Esther: I have a quick question for Martin, actually, two-part question. First of all, we've heard a lot about women and Arvanitika and the roles set out for women, but Rotwelsch, the impression I have from listening to you speak so far, Martin, is that it was almost entirely a male language. So were there female speakers of Rotwelsch? Female users of Rotwelsch? And then based on what Peter just said, were the speakers of Rotwelsch aware of how strongly Jewish it was, how Yiddish and how Hebrew it was? Or were they like the inhabitants of the Gulag that Peter has mentioned, who might not even have known the basis of the language that they considered their own secret language.

Martin: Thank you for both these questions. Fascinating the second. I have to admit, I hadn't even thought of it that much, but I think you're right, because I think, that is, that they may not have been that aware of it, because I think where the Yiddish identity of this, where I see it most strongly in the archive is on the part of the often antisemitic enemies of this language. So they will be saying, in a sense, you could say the language is perfect for an anti-Semite because it associates somehow through the Yiddish influence, Jewishness, and underground and thievery. And so this is what we've been saying all along, all Jews are thieves, so this is in a sense what antisemites made of it. So they really, they spoke of it as a Jewish language, the antisemites, and used that as to prosecute the language. Whereas in fact, I mean, it has this very interesting and fascinating complicated relationship to Yiddish and Hebrew, as spoken in Central Europe, but the speakers were not ethnically identified. So I, and I think that they were probably, therefore, not as aware of that, though, some may have been, and I've somehow lost track of your first question, I'm sorry.

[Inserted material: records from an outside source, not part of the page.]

//! Ruby script packager.
//!
//! Turns a Ruby entry script into a single self-extracting executable that
//! carries the interpreter, its native libraries and every source file the
//! script loads. The packager runs the script once in a probe interpreter,
//! lays the dependency closure out as an install tree and appends it to a
//! prebuilt stub image as an opcode stream.
//!
//! # Module Organization
//!
//! - [`builder`] - [`Packager`] orchestration and the [`InstallBuilder`](builder::InstallBuilder) variants
//! - [`error`] - Library error type
//! - [`host`] - Interpreter installation facts
//! - [`installer`] - Inno Setup export
//! - [`layout`] - Install tree planning
//! - [`opcode`] - Wire format, stream and trailer
//! - [`path`] - Portable path model
//! - [`scanner`] - Dependency discovery
//! - [`settings`] - Immutable build configuration

pub mod builder;
pub mod error;
pub mod host;
pub mod installer;
pub mod layout;
pub mod opcode;
pub mod path;
pub mod scanner;
pub mod settings;

pub use builder::Packager;
pub use error::{Error, Result};
pub use path::PackPath;
pub use settings::{
    DuplicatePolicy, OutputMode, PostCommand, Settings, SettingsBuilder, UnresolvedPolicy,
};

use serde::Serialize;
use std::path::PathBuf;

/// Outcome of one packaging run, also written as the JSON build report.
#[derive(Debug, Clone, Serialize)]
pub struct PackagedArtifact {
    /// Output mode name (`executable`, `installer` or `dry-run`).
    pub mode: &'static str,
    /// Written artifact. `None` for dry runs and installer exports, whose
    /// setup program location is decided by the installer template.
    pub path: Option<PathBuf>,
    pub size: u64,
    /// SHA-256 of the written artifact.
    pub checksum: Option<String>,
    /// Opcodes appended, prelude included. For dry runs, requests issued.
    pub opcodes: usize,
    /// Install targets in request order.
    pub files: Vec<PackPath>,
    /// Native libraries detected in the probe.
    pub libraries: Vec<PackPath>,
}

Esther: About women, did women—

Martin: Oh yes, so no, it's very hard to actually pinpoint who spoke it when and it at what, because it was only, it was only a spoken language, but absolutely, even in the scant record, there are women. It is basically, it represents who was on the, who was in the itinerant underground. And there were, yes, there is sort of the figure of the, the male hobo or the male apprentice or the male discerner who sort of strikes out and wanders the road and sort of makes due. So there's that figure. And in some sense, that's maybe a dominant figure, but I also came across it, I write about that because I did, that is something I did think about, is this an entirely male thing, and no, not at all. So there are some times you had whole families who were on the road together speaking, and I have records of that. And there are also times, the more, it's many, the speaker, it's this language that existed for like five, 600 years. So, and it particularly thrives during times of upheaval. So for example, in the aftermath of the 30 Years War, there were lots of, there's a lot of displacements and a lot of refugees, internal refugees, because Central Europe had been the center of this 30 Years War. And so you have groups of 50, even a hundred people living together, men, women, children, speaking this language. So absolutely, it's also, and then when it goes into the underground, the underground milieus of the big cities like Vienna or Prague, or Berlin, you have women associated with, with sex workers, speaking that, the language trickling into that milieu, so yes, absolutely. It's not a male language, even though I through these family accidents, learned it from an uncle, and I'm joking that it's an uncle language. It's in fact, there are, there are women who spoke it, and that became important for me that I looked for that.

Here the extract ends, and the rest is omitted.